Another high-caliber research school is the University of New England, with campuses in Biddeford and Portland.

“We are focused primarily on biotech and biomedical research, with aquaculture and marine sciences also developing,” says Edward Bilsky, a professor of pharmacology and vice president for research and scholarship. “UNE has partnered with companies such as IDEXX, Corning, and The Baker Co., plus we go outside of Maine to work with companies like Eli Lilly, Biogen Idec and Abbott to bring more business to the state and create jobs here.”

Bilsky says when he arrived at the private UNE in 2001, research funding was under $1 million for all university projects. In 2012, that number climbed to $11.6 million, and the 2013 fiscal year will see research funding surpass $15.5 million.

“One of our current initiatives involves studying the neurobiology of pain, because the Institute of Medicine reports that chronic pain has become this nation’s No. 1 health/social/economic problem,” he says. “UNE studies how acute pain develops into chronic pain, and we’re developing new therapies as we gain more solid understanding of the affliction.”

Colleges Rank High

Three of the most highly regarded liberal arts colleges in the country are in Maine. Bowdoin College ranked No. 6 on U.S. News & World Report’s Best Liberal Arts Colleges national listing in 2013 – a list that also included Colby College and Bates College in the top 25. In addition, a network of seven community colleges in the Maine Community College System provides degree and career programs in more than 300 areas as well as continuing education and customized training for business and industry.

One company that has further prospered thanks to Maine’s education system is Cianbro Corp., a Pittsfield-based commercial building and construction management giant that sponsors a job fair and welding skills competition each November at the Augusta Civic Center. Cianbro works with a number of Maine workforce investment boards, job corps, and colleges and universities to recruit and train people for good careers in skilled trades such as pipe fitting, pipe welding, millwright, electrical, equipment operation, rigging and iron work.
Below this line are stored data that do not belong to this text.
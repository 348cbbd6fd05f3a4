//! Overpass QL query construction.
//!
//! Renders a single union query that asks for every amenity category the
//! classifier understands within a radius of a point. When a snapshot date
//! is supplied the query carries an `[date:"..."]` setting so Overpass
//! answers from the historical graph instead of the live one.

use std::fmt::Write as _;

use chrono::NaiveDate;
use resale_map_enrich_models::Coordinate;

use crate::InputError;

/// Default search radius around each point.
pub const DEFAULT_RADIUS_METERS: u32 = 500;

/// Element filters requested by [`build_query`].
///
/// Each entry is `(element type, tag key, tag value)`.
const FILTERS: &[(&str, &str, &str)] = &[
    ("node", "highway", "bus_stop"),
    ("way", "railway", "station"),
    ("node", "railway", "station"),
    ("way", "shop", "mall"),
    ("node", "shop", "mall"),
    ("way", "amenity", "shopping_mall"),
    ("node", "amenity", "shopping_mall"),
    ("way", "amenity", "school"),
];

/// A month-granularity snapshot, pinned to the first instant of the month
/// in UTC.
#[derive(Debug, Clone, Copy, PartialEq, Eq, PartialOrd, Ord)]
pub struct SnapshotDate(NaiveDate);

impl SnapshotDate {
    /// Parses a `YYYY-MM` period. A one-digit month (`2017-3`) is
    /// accepted; a day component is not.
    ///
    /// # Errors
    ///
    /// Returns [`InputError::InvalidPeriod`] if `period` is not a valid
    /// four-digit year and month.
    pub fn parse(period: &str) -> Result<Self, InputError> {
        let invalid = || InputError::InvalidPeriod {
            period: period.to_string(),
        };
        let is_digits = |s: &str| !s.is_empty() && s.bytes().all(|b| b.is_ascii_digit());

        let (year, month) = period.trim().split_once('-').ok_or_else(invalid)?;
        if year.len() != 4 || !is_digits(year) || month.len() > 2 || !is_digits(month) {
            return Err(invalid());
        }

        let year = year.parse::<i32>().map_err(|_| invalid())?;
        let month = month.parse::<u32>().map_err(|_| invalid())?;
        NaiveDate::from_ymd_opt(year, month, 1)
            .map(Self)
            .ok_or_else(invalid)
    }

    /// ISO 8601 instant at midnight UTC on the first of the month.
    #[must_use]
    pub fn to_instant(&self) -> String {
        self.0.format("%Y-%m-01T00:00:00Z").to_string()
    }
}

/// Builds the amenity query for `radius_meters` around `center`.
#[must_use]
pub fn build_query(
    center: Coordinate,
    radius_meters: u32,
    snapshot: Option<&SnapshotDate>,
) -> String {
    let lat = center.latitude();
    let lon = center.longitude();

    let mut query = String::from("[out:json]");
    if let Some(snapshot) = snapshot {
        write!(query, "[date:\"{}\"]", snapshot.to_instant()).unwrap();
    }
    query.push_str(";\n(\n");

    for (element, key, value) in FILTERS {
        writeln!(
            query,
            "  {element}[\"{key}\"=\"{value}\"](around:{radius_meters},{lat},{lon});"
        )
        .unwrap();
    }

    query.push_str(");\nout body geom;\n");
    query
}

#[cfg(test)]
mod tests {
    use super::*;

    fn center() -> Coordinate {
        Coordinate::new(1.3521, 103.8198).unwrap()
    }

    #[test]
    fn parses_period_to_month_start() {
        let snapshot = SnapshotDate::parse("2017-03").unwrap();
        assert_eq!(snapshot.to_instant(), "2017-03-01T00:00:00Z");
    }

    #[test]
    fn accepts_single_digit_month() {
        let snapshot = SnapshotDate::parse("2017-3").unwrap();
        assert_eq!(snapshot.to_instant(), "2017-03-01T00:00:00Z");
        assert_eq!(snapshot, SnapshotDate::parse(" 2017-03 ").unwrap());
    }

    #[test]
    fn rejects_bad_periods() {
        for bad in [
            "", "2017", "2017-13", "2017-0", "17-03", "2017/03", "2017-03-15", "2017-003",
            "2017-+3", "March",
        ] {
            assert!(SnapshotDate::parse(bad).is_err(), "accepted {bad:?}");
        }
    }

    #[test]
    fn live_query_has_no_date() {
        let query = build_query(center(), DEFAULT_RADIUS_METERS, None);
        assert!(query.starts_with("[out:json];"));
        assert!(!query.contains("date:"));
        assert!(query.contains("node[\"highway\"=\"bus_stop\"](around:500,1.3521,103.8198);"));
        assert!(query.contains("way[\"amenity\"=\"school\"](around:500,1.3521,103.8198);"));
        assert!(query.trim_end().ends_with("out body geom;"));
    }

    #[test]
    fn snapshot_query_is_scoped() {
        let snapshot = SnapshotDate::parse("2019-11").unwrap();
        let query = build_query(center(), 750, Some(&snapshot));
        assert!(query.starts_with("[out:json][date:\"2019-11-01T00:00:00Z\"];"));
        assert!(query.contains("(around:750,1.3521,103.8198)"));
    }

    #[test]
    fn requests_every_category() {
        let query = build_query(center(), DEFAULT_RADIUS_METERS, None);
        for needle in [
            "\"railway\"=\"station\"",
            "\"shop\"=\"mall\"",
            "\"amenity\"=\"shopping_mall\"",
            "\"amenity\"=\"school\"",
        ] {
            assert!(query.contains(needle), "missing {needle}");
        }
    }
}
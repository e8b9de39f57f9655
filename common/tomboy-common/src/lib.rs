pub mod arrayvec;
pub mod boxedarray;
pub mod frontend;
pub mod num;
pub mod timeutils;
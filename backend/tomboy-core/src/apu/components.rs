use bincode::{Decode, Encode};
use tomboy_common::num::GetBit;

#[derive(Debug, Clone, Copy, Encode, Decode)]
pub struct LengthCounter<const MAX: u16> {
    pub enabled: bool,
    pub counter: u16,
}

impl<const MAX: u16> LengthCounter<MAX> {
    pub fn new() -> Self {
        Self { enabled: false, counter: MAX }
    }

    pub fn load(&mut self, value: u8) {
        let masked_value = u16::from(value) & (MAX - 1);
        self.counter = MAX - masked_value;
    }

    pub fn trigger(&mut self) {
        if self.counter == 0 {
            self.counter = MAX;
        }
    }

    pub fn clock(&mut self, channel_enabled: &mut bool) {
        if !self.enabled || self.counter == 0 {
            return;
        }

        self.counter -= 1;
        if self.counter == 0 {
            *channel_enabled = false;
        }
    }

    pub fn set_enabled(&mut self, enabled: bool) {
        self.enabled = enabled;
    }
}

pub type StandardLengthCounter = LengthCounter<64>;
pub type WavetableLengthCounter = LengthCounter<256>;

#[derive(Debug, Clone, Copy, PartialEq, Eq, Default, Encode, Decode)]
pub enum EnvelopeDirection {
    Increasing,
    #[default]
    Decreasing,
}

impl EnvelopeDirection {
    fn from_bit(bit: bool) -> Self {
        if bit { Self::Increasing } else { Self::Decreasing }
    }

    fn to_bit(self) -> bool {
        self == Self::Increasing
    }
}

#[derive(Debug, Clone, Copy, Encode, Decode)]
pub struct Envelope {
    pub volume: u8,
    enabled: bool,
    period: u8,
    counter: u8,
    direction: EnvelopeDirection,
    initial_volume: u8,
    configured_direction: EnvelopeDirection,
    configured_period: u8,
}

impl Envelope {
    pub fn new() -> Self {
        Self {
            volume: 0,
            enabled: false,
            period: 0,
            counter: 0,
            direction: EnvelopeDirection::default(),
            initial_volume: 0,
            configured_direction: EnvelopeDirection::default(),
            configured_period: 0,
        }
    }

    pub fn read_register(self) -> u8 {
        (self.initial_volume << 4)
            | (u8::from(self.configured_direction.to_bit()) << 3)
            | self.configured_period
    }

    pub fn write_register(&mut self, value: u8) {
        self.initial_volume = value >> 4;
        self.configured_direction = EnvelopeDirection::from_bit(value.bit(3));
        self.configured_period = value & 0x07;
    }

    pub fn trigger(&mut self) {
        self.volume = self.initial_volume;
        self.direction = self.configured_direction;
        self.period = self.configured_period;

        self.enabled = true;
        self.counter = self.period;
    }

    pub fn clock(&mut self) {
        if self.period == 0 || !self.enabled {
            return;
        }

        self.counter -= 1;
        if self.counter == 0 {
            self.counter = self.period;

            match (self.direction, self.volume) {
                (EnvelopeDirection::Decreasing, 0) | (EnvelopeDirection::Increasing, 15) => {
                    // Volume cannot decrease past 0 or increase past 15;
                    // disable the envelope until next trigger
                    self.enabled = false;
                }
                (EnvelopeDirection::Decreasing, _) => {
                    self.volume -= 1;
                }
                (EnvelopeDirection::Increasing, _) => {
                    self.volume += 1;
                }
            }
        }
    }
}

#[derive(Debug, Clone, Copy, PartialEq, Eq)]
pub enum TimerTickEffect {
    None,
    Clocked,
}

#[derive(Debug, Clone, Copy, PartialEq, Eq, Encode, Decode)]
pub struct PhaseTimer<const MAX_PHASE: u8, const TICKS_PER_CYCLE: u16> {
    pub phase: u8,
    period: u16,
    counter: u16,
    reload: u16,
}

impl<const MAX_PHASE: u8, const TICKS_PER_CYCLE: u16> PhaseTimer<MAX_PHASE, TICKS_PER_CYCLE> {
    pub fn new() -> Self {
        // Sanity check that (MAX_PHASE + 1) is a power of 2
        assert_eq!(MAX_PHASE.trailing_ones() + MAX_PHASE.leading_zeros(), u8::BITS);

        Self { phase: 0, period: 0, counter: 2048, reload: 2048 }
    }

    pub fn period(self) -> u16 {
        self.period
    }

    pub fn write_period_low(&mut self, value: u8) {
        self.write_period((self.period & 0xFF00) | u16::from(value));
    }

    pub fn write_period_high(&mut self, value: u8) {
        self.write_period((self.period & 0x00FF) | (u16::from(value & 0x07) << 8));
    }

    pub fn write_period(&mut self, value: u16) {
        self.period = value;
        self.reload = 2048 - value;
    }

    pub fn trigger(&mut self) {
        self.counter = self.reload;
    }

    pub fn tick_bus_cycle(&mut self) -> TimerTickEffect {
        let mut tick_effect = TimerTickEffect::None;

        for _ in 0..TICKS_PER_CYCLE {
            self.counter -= 1;
            if self.counter == 0 {
                self.counter = self.reload;
                self.phase = (self.phase + 1) & MAX_PHASE;
                tick_effect = TimerTickEffect::Clocked;
            }
        }

        tick_effect
    }
}

pub type PulseTimer = PhaseTimer<7, 1>;
pub type WavetableTimer = PhaseTimer<31, 2>;
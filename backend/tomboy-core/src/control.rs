//! System control ports: speed switching, object priority, graphics mode

use crate::GraphicsMode;
use bincode::{Decode, Encode};
use tomboy_common::num::GetBit;

#[derive(Debug, Clone, Copy, PartialEq, Eq, Default, Encode, Decode)]
pub enum CpuSpeed {
    #[default]
    Normal = 0,
    Double = 1,
}

impl CpuSpeed {
    fn toggle(self) -> Self {
        match self {
            Self::Normal => Self::Double,
            Self::Double => Self::Normal,
        }
    }
}

#[derive(Debug, Clone, Copy, PartialEq, Eq, Default, Encode, Decode)]
pub enum ObjPriority {
    // Lower OAM index wins
    #[default]
    OamIndex = 0,
    // Lower X coordinate wins
    XCoordinate = 1,
}

impl ObjPriority {
    fn from_bit(bit: bool) -> Self {
        if bit { Self::XCoordinate } else { Self::OamIndex }
    }
}

#[derive(Debug, Clone, Copy, PartialEq, Eq, Encode, Decode)]
pub struct ControlRegisters {
    pub speed: CpuSpeed,
    pub speed_switch_armed: bool,
    pub double_speed_odd_cycle: bool,
    pub obj_priority: ObjPriority,
    pub graphics_mode: GraphicsMode,
    pub vbp_scratch: u8,
}

impl ControlRegisters {
    pub fn new() -> Self {
        Self {
            speed: CpuSpeed::default(),
            speed_switch_armed: false,
            double_speed_odd_cycle: false,
            obj_priority: ObjPriority::default(),
            graphics_mode: GraphicsMode::default(),
            vbp_scratch: 0,
        }
    }

    pub fn read_key1(self) -> u8 {
        0x7E | ((self.speed as u8) << 7) | u8::from(self.speed_switch_armed)
    }

    pub fn write_key1(&mut self, value: u8) {
        self.speed_switch_armed = value.bit(0);

        log::trace!("KEY1 write: {value:02X} (speed switch armed = {})", self.speed_switch_armed);
    }

    pub fn perform_speed_switch(&mut self) {
        self.speed = self.speed.toggle();
        self.speed_switch_armed = false;
        self.double_speed_odd_cycle = false;

        log::trace!("Speed changed to {:?}", self.speed);
    }

    pub fn read_opri(self) -> u8 {
        0xFE | (self.obj_priority as u8)
    }

    pub fn write_opri(&mut self, value: u8) {
        self.obj_priority = ObjPriority::from_bit(value.bit(0));

        log::trace!("OPRI write: {value:02X} (OBJ priority = {:?})", self.obj_priority);
    }

    pub fn read_grpm(self) -> u8 {
        0xFE | u8::from(self.graphics_mode == GraphicsMode::Color)
    }

    pub fn write_grpm(&mut self, value: u8) {
        self.graphics_mode =
            if value.bit(0) { GraphicsMode::Color } else { GraphicsMode::Classic };

        log::trace!("GRPM write: {value:02X} (graphics mode = {})", self.graphics_mode);
    }
}

#[cfg(test)]
mod tests {
    use super::*;

    #[test]
    fn speed_switch_round_trip() {
        let mut control = ControlRegisters::new();
        assert_eq!(control.read_key1(), 0x7E);

        control.write_key1(0x01);
        assert_eq!(control.read_key1(), 0x7F);

        control.perform_speed_switch();
        assert_eq!(control.speed, CpuSpeed::Double);
        assert_eq!(control.read_key1(), 0xFE);
    }

    #[test]
    fn grpm_selects_graphics_mode() {
        let mut control = ControlRegisters::new();
        assert_eq!(control.graphics_mode, GraphicsMode::Classic);

        control.write_grpm(0x01);
        assert_eq!(control.graphics_mode, GraphicsMode::Color);
        assert_eq!(control.read_grpm(), 0xFF);
    }
}
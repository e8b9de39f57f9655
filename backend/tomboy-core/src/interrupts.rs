//! Interrupt flag / interrupt enable registers, shared by every subsystem

use crate::cpu::InterruptType;
use bincode::{Decode, Encode};

const IMPLEMENTED_BITS: u8 = 0x3F;

#[derive(Debug, Clone, Default, Encode, Decode)]
pub struct InterruptRegisters {
    enabled: u8,
    flags: u8,
}

impl InterruptRegisters {
    pub fn read_ie(&self) -> u8 {
        self.enabled | !IMPLEMENTED_BITS
    }

    pub fn write_ie(&mut self, value: u8) {
        self.enabled = value & IMPLEMENTED_BITS;
    }

    pub fn read_if(&self) -> u8 {
        self.flags | !IMPLEMENTED_BITS
    }

    pub fn write_if(&mut self, value: u8) {
        self.flags = value & IMPLEMENTED_BITS;
    }

    pub fn set_flag(&mut self, interrupt_type: InterruptType) {
        log::trace!("Interrupt flag set: {interrupt_type:?}");

        self.flags |= interrupt_type.register_mask();
    }

    pub fn clear_flag(&mut self, interrupt_type: InterruptType) {
        log::trace!("Interrupt flag cleared: {interrupt_type:?}");

        self.flags &= !interrupt_type.register_mask();
    }

    pub fn none_pending(&self) -> bool {
        self.enabled == 0 && self.flags == 0
    }
}

#[cfg(test)]
mod tests {
    use super::*;

    #[test]
    fn unimplemented_bits_read_high() {
        let mut registers = InterruptRegisters::default();
        registers.write_ie(0xFF);
        registers.write_if(0xFF);

        assert_eq!(registers.read_ie(), 0xFF);
        assert_eq!(registers.read_if(), 0xFF);

        registers.write_ie(0x00);
        registers.write_if(0x00);
        assert_eq!(registers.read_ie(), 0xC0);
        assert_eq!(registers.read_if(), 0xC0);
    }

    #[test]
    fn set_and_clear_flags() {
        let mut registers = InterruptRegisters::default();

        registers.set_flag(InterruptType::Timer);
        registers.set_flag(InterruptType::Rtc);
        assert_eq!(registers.read_if() & 0x3F, 0x24);

        registers.clear_flag(InterruptType::Timer);
        assert_eq!(registers.read_if() & 0x3F, 0x20);
    }
}
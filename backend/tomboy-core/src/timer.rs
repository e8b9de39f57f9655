//! Programmable timer: free-running 16-bit divider plus the TIMA/TMA/TAC interval counter

use crate::cpu::InterruptType;
use crate::interrupts::InterruptRegisters;
use bincode::{Decode, Encode};
use tomboy_common::num::GetBit;

#[derive(Debug, Clone, Copy, PartialEq, Eq, Encode, Decode)]
enum ClockSelect {
    Zero,
    One,
    Two,
    Three,
}

impl ClockSelect {
    fn from_byte(byte: u8) -> Self {
        match byte & 0x3 {
            0x0 => Self::Zero,
            0x1 => Self::One,
            0x2 => Self::Two,
            0x3 => Self::Three,
            _ => unreachable!("value & 0x3 is always <= 0x3"),
        }
    }

    fn to_bits(self) -> u8 {
        match self {
            Self::Zero => 0,
            Self::One => 1,
            Self::Two => 2,
            Self::Three => 3,
        }
    }

    fn divider_bit(self) -> u8 {
        match self {
            // 4096 Hz
            Self::Zero => 9,
            // 262144 Hz
            Self::One => 3,
            // 65536 Hz
            Self::Two => 5,
            // 16384 Hz
            Self::Three => 7,
        }
    }
}

#[derive(Debug, Clone, Encode, Decode)]
pub struct Timer {
    divider: u16,
    enabled: bool,
    counter: u8,
    modulo: u8,
    clock_select: ClockSelect,
    previous_divider_bit: bool,
    reload_pending: bool,
}

impl Timer {
    pub fn new() -> Self {
        Self {
            divider: 0,
            enabled: false,
            counter: 0,
            modulo: 0,
            clock_select: ClockSelect::Zero,
            previous_divider_bit: false,
            reload_pending: false,
        }
    }

    pub fn tick_bus_cycle(&mut self, interrupt_registers: &mut InterruptRegisters) {
        // The full 16-bit divider always ticks, even when the interval counter is disabled.
        // One bus cycle is 4 master cycles
        self.divider = self.divider.wrapping_add(4);

        if !self.enabled {
            return;
        }

        // The counter reads 0x00 for one cycle after overflowing; the modulo reload lands here
        if self.reload_pending {
            self.counter = self.modulo;
            self.reload_pending = false;
            return;
        }

        self.check_for_counter_increment(interrupt_registers);
    }

    fn check_for_counter_increment(&mut self, interrupt_registers: &mut InterruptRegisters) {
        let divider_bit = self.divider.bit(self.clock_select.divider_bit());
        if self.previous_divider_bit && !divider_bit {
            let (new_counter, overflow) = self.counter.overflowing_add(1);
            self.counter = new_counter;

            if overflow {
                interrupt_registers.set_flag(InterruptType::Timer);
                self.reload_pending = true;
            }
        }

        self.previous_divider_bit = divider_bit;
    }

    // DIV: Divider
    pub fn read_div(&self) -> u8 {
        // DIV reads out as the highest 8 bits of the internal divider
        (self.divider >> 8) as u8
    }

    pub fn write_div(&mut self, interrupt_registers: &mut InterruptRegisters) {
        // Writing any value resets the divider to 0; the selected bit dropping can itself
        // clock the counter
        self.divider = 0;

        if self.enabled {
            self.check_for_counter_increment(interrupt_registers);
        }
    }

    // TIMA: Interval counter
    pub fn read_tima(&self) -> u8 {
        self.counter
    }

    pub fn write_tima(&mut self, value: u8) {
        self.counter = value;
    }

    // TMA: Interval modulo
    pub fn read_tma(&self) -> u8 {
        self.modulo
    }

    pub fn write_tma(&mut self, value: u8) {
        self.modulo = value;
    }

    // TAC: Timer control
    pub fn read_tac(&self) -> u8 {
        0xF8 | (u8::from(self.enabled) << 2) | self.clock_select.to_bits()
    }

    pub fn write_tac(&mut self, value: u8, interrupt_registers: &mut InterruptRegisters) {
        self.enabled = value.bit(2);
        self.clock_select = ClockSelect::from_byte(value);

        if self.enabled {
            self.check_for_counter_increment(interrupt_registers);
        }
    }
}

#[cfg(test)]
mod tests {
    use super::*;

    fn tick_cycles(timer: &mut Timer, interrupt_registers: &mut InterruptRegisters, cycles: u32) {
        assert_eq!(cycles % 4, 0);
        for _ in 0..cycles / 4 {
            timer.tick_bus_cycle(interrupt_registers);
        }
    }

    #[test]
    fn div_tracks_divider_high_byte() {
        let mut timer = Timer::new();
        let mut interrupt_registers = InterruptRegisters::default();

        tick_cycles(&mut timer, &mut interrupt_registers, 256);
        assert_eq!(timer.read_div(), 0x01);

        tick_cycles(&mut timer, &mut interrupt_registers, 256);
        assert_eq!(timer.read_div(), 0x02);
    }

    #[test]
    fn div_write_resets_to_zero() {
        let mut timer = Timer::new();
        let mut interrupt_registers = InterruptRegisters::default();

        tick_cycles(&mut timer, &mut interrupt_registers, 2048);
        assert_ne!(timer.read_div(), 0x00);

        timer.write_div(&mut interrupt_registers);
        assert_eq!(timer.read_div(), 0x00);
    }

    #[test]
    fn overflow_at_4096_hz() {
        let mut timer = Timer::new();
        let mut interrupt_registers = InterruptRegisters::default();

        // Enable + clock select 0 (4096 Hz, divider bit 9)
        timer.write_tac(0b100, &mut interrupt_registers);
        timer.write_tma(0xFD);
        timer.write_tima(0xFD);

        // 3 increments at 1024 cycles apiece; the third overflows
        tick_cycles(&mut timer, &mut interrupt_registers, 3072);
        assert_eq!(timer.read_tima(), 0x00);
        assert_ne!(interrupt_registers.read_if() & 0x04, 0);

        // The modulo reload lands on the following cycle
        timer.tick_bus_cycle(&mut interrupt_registers);
        assert_eq!(timer.read_tima(), 0xFD);
    }

    #[test]
    fn overflow_sets_flag_exactly_once() {
        let mut timer = Timer::new();
        let mut interrupt_registers = InterruptRegisters::default();

        timer.write_tac(0b101, &mut interrupt_registers);
        timer.write_tima(0xFF);

        // Clock select 1 increments every 16 cycles
        tick_cycles(&mut timer, &mut interrupt_registers, 16);
        assert_eq!(timer.read_tima(), 0x00);
        assert_ne!(interrupt_registers.read_if() & 0x04, 0);

        interrupt_registers.write_if(0x00);
        tick_cycles(&mut timer, &mut interrupt_registers, 16);
        assert_eq!(interrupt_registers.read_if() & 0x04, 0);
        assert_eq!(timer.read_tima(), 0x01);
    }

    #[test]
    fn disabled_counter_does_not_increment() {
        let mut timer = Timer::new();
        let mut interrupt_registers = InterruptRegisters::default();

        timer.write_tac(0b001, &mut interrupt_registers);
        tick_cycles(&mut timer, &mut interrupt_registers, 4096);
        assert_eq!(timer.read_tima(), 0x00);
    }
}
“We partner with Kennebec Valley Community College to train students to construct transmission power lines, and at Scowhegan Area High School we sponsor a welding curriculum,” says Mike Bennett, Cianbro vice president of health, safety, environmental and human resources. “Tech-based careers can be high-paying, with pipe welders, for example, starting at more than $20 an hour. With tech workforces getting older and Cianbro growing, we are seeking and training more top talent here in Maine.”